Das Ticket in der App
An der Zugfahrt hat sich freilich nichts geändert, das Ticket aber ist in der App versteckt. Der QR-Code – welcher sich leider nicht zoomen lässt ­- wurde zwar vom Scanner des Schaffners erkannt, konnte aber nicht vom System verifiziert werden. Auch bei der Rückfahrt wurde das Ticket vom System nicht erkannt. Die Schaffner akzeptierten das Ticket aber dennoch.

Auf der Fahrt ist genügend Zeit für „Spielereien“, wie etwa das Mitverfolgen des Ladestandes „seines“ E-Cars. Im Normalfall wird das Auto unter Tags – damit ist der Zeitraum zwischen 7.30 Uhr und etwa 16.00 Uhr gemeint - von einem Unternehmen genutzt. In der Pilotphase sind es entweder die Post, die EVN oder lokale Betriebe. Künftig sollen auch Gemeinden, mobile Sozialdienste und andere Behörden das Auto nutzen. Deren tägliche Kilometerleistung soll zwischen 60 und 80 Kilometer betragen.

Sharing-Paare
Sollte es zu einem Unfall oder Zwischenfall kommen, gibt es eine Hotline, die nicht nur Hilfe leistet, sondern auch den Sharingpartner informiert. Verspätungen kommen sehr selten vor, da die meisten Pendler sehr konstante Arbeitszeiten und Wege haben. Mit jedem „Sharing-Paar“ – also Pendler und Unternehmen – werden aber konkrete Uhrzeiten vereinbart, zu denen das Fahrzeug am Bahnhof verfügbar sein muss. Ist einer unpünktlich, so sind, wie im City-Carsharing üblich, Pönalen zu bezahlen. In der Pilotphase ist es bislang nicht zu Zwischenfällen gekommen. Sollte das Auto aber eines Tages nicht am Bahnhof bereitstehen, so kann man ein Taxi ordern – jedem Teilnehmer steht ein Kontingent an Taxigutscheinen zur Verfügung.

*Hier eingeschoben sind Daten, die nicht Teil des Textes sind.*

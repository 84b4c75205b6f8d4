//! Two-phase argument elicitation.
//!
//! A command either carries its argument inline or the resolver asks for it
//! and treats the chat's next message as the answer.

use std::sync::Arc;
use std::time::Duration;

use crate::chat::{ChatId, ChatListener, ChatSender, OutgoingMessage};

use super::{BeardCommand, CommandError};

/// One command invocation in one chat.
pub struct CommandRequest<'a> {
    /// Chat the command came from.
    pub chat_id: ChatId,
    /// Command being run.
    pub command: BeardCommand,
    /// Inline argument, already trimmed.
    pub argument: Option<String>,
    /// Source of follow-up messages in the same chat.
    pub listener: &'a mut dyn ChatListener,
}

impl CommandRequest<'_> {
    /// First whitespace-separated word of the inline argument.
    #[must_use]
    pub fn first_word(&self) -> Option<&str> {
        self.argument
            .as_deref()
            .and_then(|argument| argument.split_whitespace().next())
    }
}

/// Resolves command arguments, prompting when they are missing.
#[derive(Clone)]
pub struct ArgumentResolver {
    chat: Arc<dyn ChatSender>,
    reply_timeout: Duration,
}

impl ArgumentResolver {
    /// Creates a resolver that waits at most `reply_timeout` for replies.
    #[must_use]
    pub fn new(chat: Arc<dyn ChatSender>, reply_timeout: Duration) -> Self {
        Self {
            chat,
            reply_timeout,
        }
    }

    /// Returns the inline argument, or sends `prompt` and returns the trimmed
    /// text of the next message in the chat.
    ///
    /// # Errors
    ///
    /// - [`CommandError::UserInputMissing`] when the chat closes or the reply
    ///   has no text.
    /// - [`CommandError::ReplyTimedOut`] when no reply arrives in time.
    /// - [`CommandError::Chat`] when the prompt cannot be sent.
    pub async fn resolve(
        &self,
        request: &mut CommandRequest<'_>,
        prompt: &str,
    ) -> Result<String, CommandError> {
        if let Some(argument) = request.argument.as_deref() {
            return Ok(argument.to_owned());
        }

        self.chat
            .send_message(request.chat_id, OutgoingMessage::plain(prompt))
            .await?;

        tracing::debug!(
            chat_id = %request.chat_id,
            command = request.command.name(),
            "waiting for argument"
        );

        let reply = tokio::time::timeout(self.reply_timeout, request.listener.wait())
            .await
            .map_err(|_| CommandError::ReplyTimedOut {
                seconds: self.reply_timeout.as_secs(),
            })?;

        reply
            .and_then(|message| message.text)
            .map(|text| text.trim().to_owned())
            .filter(|text| !text.is_empty())
            .ok_or(CommandError::UserInputMissing)
    }
}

E-Bikes als Alternative zu Öffis
Obwohl man in Wien auf öffentliche Verkehrsmittel umsteigen kann/soll, gibt es für eMORAIL-Kunden auch die Option, E-Bikes oder neuerlich ein E-Car zu nutzen – falls der Zielort mit öffentlichen Verkehrsmitteln schwierig zu erreichen ist. In Wien-Meidling stehen sechs E-Bikes zur Verfügung. Leider gibt es – was wohl mit dem Pilotprojekt zu tun hat – keine Wegweiser von den Bahnsteigen zu der Station. Derzeit liefert nur die App die Information, dass sich E-Bikes in der Eichenstraße befinden. Hat man die eMORAIL-Station entdeckt, öffnet sich mit der Kombination Smartcard und Code der Balken des gewünschten E-Bikes. Auf einem Touchscreen wählt man aus, welches der verfügbaren Räder man nutzen will.

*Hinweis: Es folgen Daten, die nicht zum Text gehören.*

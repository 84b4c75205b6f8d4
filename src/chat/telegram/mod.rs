//! Telegram Bot API transport over HTTPS.
//!
//! [`TelegramClient`] implements [`ChatSender`] by POSTing JSON bodies to
//! `{api_base}/bot{token}/{method}`. [`TelegramUpdates`] long-polls
//! `getUpdates`, tracking the update offset so each update is delivered once.

mod wire;

use std::time::Duration;

use async_trait::async_trait;
use serde::de::DeserializeOwned;
use serde_json::{Value, json};
use url::Url;

use super::{
    ChatAction, ChatError, ChatId, ChatSender, MessageId, OutgoingMessage, Update, UpdateSource,
};
use wire::{ApiResponse, WireMessage, WireUpdate, edit_message_body, send_message_body};

/// Upper bound for ordinary Bot API calls.
pub const REQUEST_TIMEOUT: Duration = Duration::from_secs(30);

/// Slack granted to `getUpdates` beyond its long-poll timeout before the
/// connection is treated as dead.
pub const POLL_TIMEOUT_MARGIN: Duration = Duration::from_secs(10);

/// HTTP client bound to one bot token.
#[derive(Debug, Clone)]
pub struct TelegramClient {
    http: reqwest::Client,
    bot_base: String,
}

impl TelegramClient {
    /// Creates a client for `token` against `api_base`
    /// (normally `https://api.telegram.org`).
    ///
    /// # Errors
    ///
    /// Returns [`ChatError::MissingToken`] for a blank token,
    /// [`ChatError::InvalidUrl`] when `api_base` is not an absolute URL, and
    /// [`ChatError::Transport`] if the HTTP client cannot be built.
    pub fn new(token: &str, api_base: &str) -> Result<Self, ChatError> {
        let trimmed_token = token.trim();
        if trimmed_token.is_empty() {
            return Err(ChatError::MissingToken);
        }

        let base = api_base.trim().trim_end_matches('/');
        Url::parse(base).map_err(|error| ChatError::InvalidUrl(error.to_string()))?;

        let http = reqwest::Client::builder()
            .timeout(REQUEST_TIMEOUT)
            .build()
            .map_err(|error| ChatError::Transport {
                message: error.to_string(),
            })?;

        Ok(Self {
            http,
            bot_base: format!("{base}/bot{trimmed_token}"),
        })
    }

    /// Starts a long-poll cursor at offset 0.
    ///
    /// Each poll may take up to `poll_timeout_seconds` plus
    /// [`POLL_TIMEOUT_MARGIN`] before it fails with [`ChatError::Transport`].
    #[must_use]
    pub fn updates(&self, poll_timeout_seconds: u64) -> TelegramUpdates {
        TelegramUpdates {
            client: self.clone(),
            offset: 0,
            poll_timeout_seconds,
            timeout_margin: POLL_TIMEOUT_MARGIN,
        }
    }

    async fn call<T: DeserializeOwned>(&self, method: &str, body: &Value) -> Result<T, ChatError> {
        self.call_within(method, body, REQUEST_TIMEOUT).await
    }

    async fn call_within<T: DeserializeOwned>(
        &self,
        method: &str,
        body: &Value,
        timeout: Duration,
    ) -> Result<T, ChatError> {
        let url = format!("{}/{method}", self.bot_base);
        let response = self
            .http
            .post(url)
            .timeout(timeout)
            .json(body)
            .send()
            .await
            .map_err(|error| ChatError::Transport {
                message: error.without_url().to_string(),
            })?;

        // Rejections arrive as 4xx responses that still carry the JSON envelope.
        let envelope: ApiResponse<T> =
            response.json().await.map_err(|error| ChatError::Decode {
                method: method.to_owned(),
                message: error.without_url().to_string(),
            })?;

        if !envelope.ok {
            return Err(ChatError::Api {
                method: method.to_owned(),
                description: envelope
                    .description
                    .unwrap_or_else(|| "no description".to_owned()),
            });
        }

        envelope.result.ok_or_else(|| ChatError::Decode {
            method: method.to_owned(),
            message: "response has no result".to_owned(),
        })
    }
}

#[async_trait]
impl ChatSender for TelegramClient {
    async fn send_message(
        &self,
        chat_id: ChatId,
        message: OutgoingMessage,
    ) -> Result<MessageId, ChatError> {
        let sent: WireMessage = self
            .call("sendMessage", &send_message_body(chat_id, &message))
            .await?;
        Ok(MessageId::new(sent.message_id))
    }

    async fn edit_message(
        &self,
        chat_id: ChatId,
        message_id: MessageId,
        message: OutgoingMessage,
    ) -> Result<(), ChatError> {
        // The result is the edited message, or `true` for inline messages.
        let _edited: Value = self
            .call(
                "editMessageText",
                &edit_message_body(chat_id, message_id, &message),
            )
            .await?;
        Ok(())
    }

    async fn send_chat_action(
        &self,
        chat_id: ChatId,
        action: ChatAction,
    ) -> Result<(), ChatError> {
        let _accepted: bool = self
            .call(
                "sendChatAction",
                &json!({ "chat_id": chat_id.get(), "action": action.as_str() }),
            )
            .await?;
        Ok(())
    }

    async fn answer_callback(&self, callback_id: &str) -> Result<(), ChatError> {
        let _accepted: bool = self
            .call(
                "answerCallbackQuery",
                &json!({ "callback_query_id": callback_id }),
            )
            .await?;
        Ok(())
    }
}

/// Long-poll cursor over `getUpdates`.
#[derive(Debug)]
pub struct TelegramUpdates {
    client: TelegramClient,
    offset: i64,
    poll_timeout_seconds: u64,
    timeout_margin: Duration,
}

impl TelegramUpdates {
    /// Offset that the next poll will send.
    #[must_use]
    pub const fn offset(&self) -> i64 {
        self.offset
    }

    /// Replaces the slack allowed beyond the long-poll timeout.
    #[must_use]
    pub const fn with_timeout_margin(mut self, margin: Duration) -> Self {
        self.timeout_margin = margin;
        self
    }

    /// Longest a single `getUpdates` request may take.
    #[must_use]
    pub const fn request_timeout(&self) -> Duration {
        Duration::from_secs(self.poll_timeout_seconds).saturating_add(self.timeout_margin)
    }
}

#[async_trait]
impl UpdateSource for TelegramUpdates {
    async fn poll(&mut self) -> Result<Vec<Update>, ChatError> {
        let body = json!({
            "offset": self.offset,
            "timeout": self.poll_timeout_seconds,
            "allowed_updates": ["message", "callback_query"],
        });
        let batch: Vec<WireUpdate> = self
            .client
            .call_within("getUpdates", &body, self.request_timeout())
            .await?;

        if let Some(last) = batch.iter().map(|update| update.update_id).max() {
            self.offset = self.offset.max(last.saturating_add(1));
        }

        Ok(batch.into_iter().filter_map(WireUpdate::into_update).collect())
    }
}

Fahrradschloss empfehlenswert
Für jene, die noch nie mit einem E-Bike unterwegs waren, sind die Räder gewöhnungsbedürftig. Sofort nachdem man in das Pedal tritt, ist ein relativ starker Schub zu spüren. Mit dem E-Bike geht es zum Arbeitsplatz und dort – mahnt die ÖBB – sollte es mit einem Schloss (das der Kunde selbst mitnehmen muss) abgesperrt werden. Aufpassen sollte man auch bei der Rückgabe der E-Bikes, denn sollte der Fahrer groß und der Sattel dementsprechend hoch eingestellt sein, dockt der Ladeteil nicht bei der Ladestation an. Daher sollte man unbedingt die korrekte Anschlussposition kontrollieren.

Die Rückfahrt nach Edlitz gestaltet sich so unspektakulär wie die Fahrt nach Wien – abgesehen davon, dass das elektronische Ticket  (QR-Code) abermals nicht vom System erkannt wurde. Am Bahnhof angekommen, öffnet man wieder mit der Smartcard das Auto, löst das Ladekabel von Station und Auto und fährt los. Wenn Freitag ist, kann man das Auto das gesamte Wochenende über nutzen.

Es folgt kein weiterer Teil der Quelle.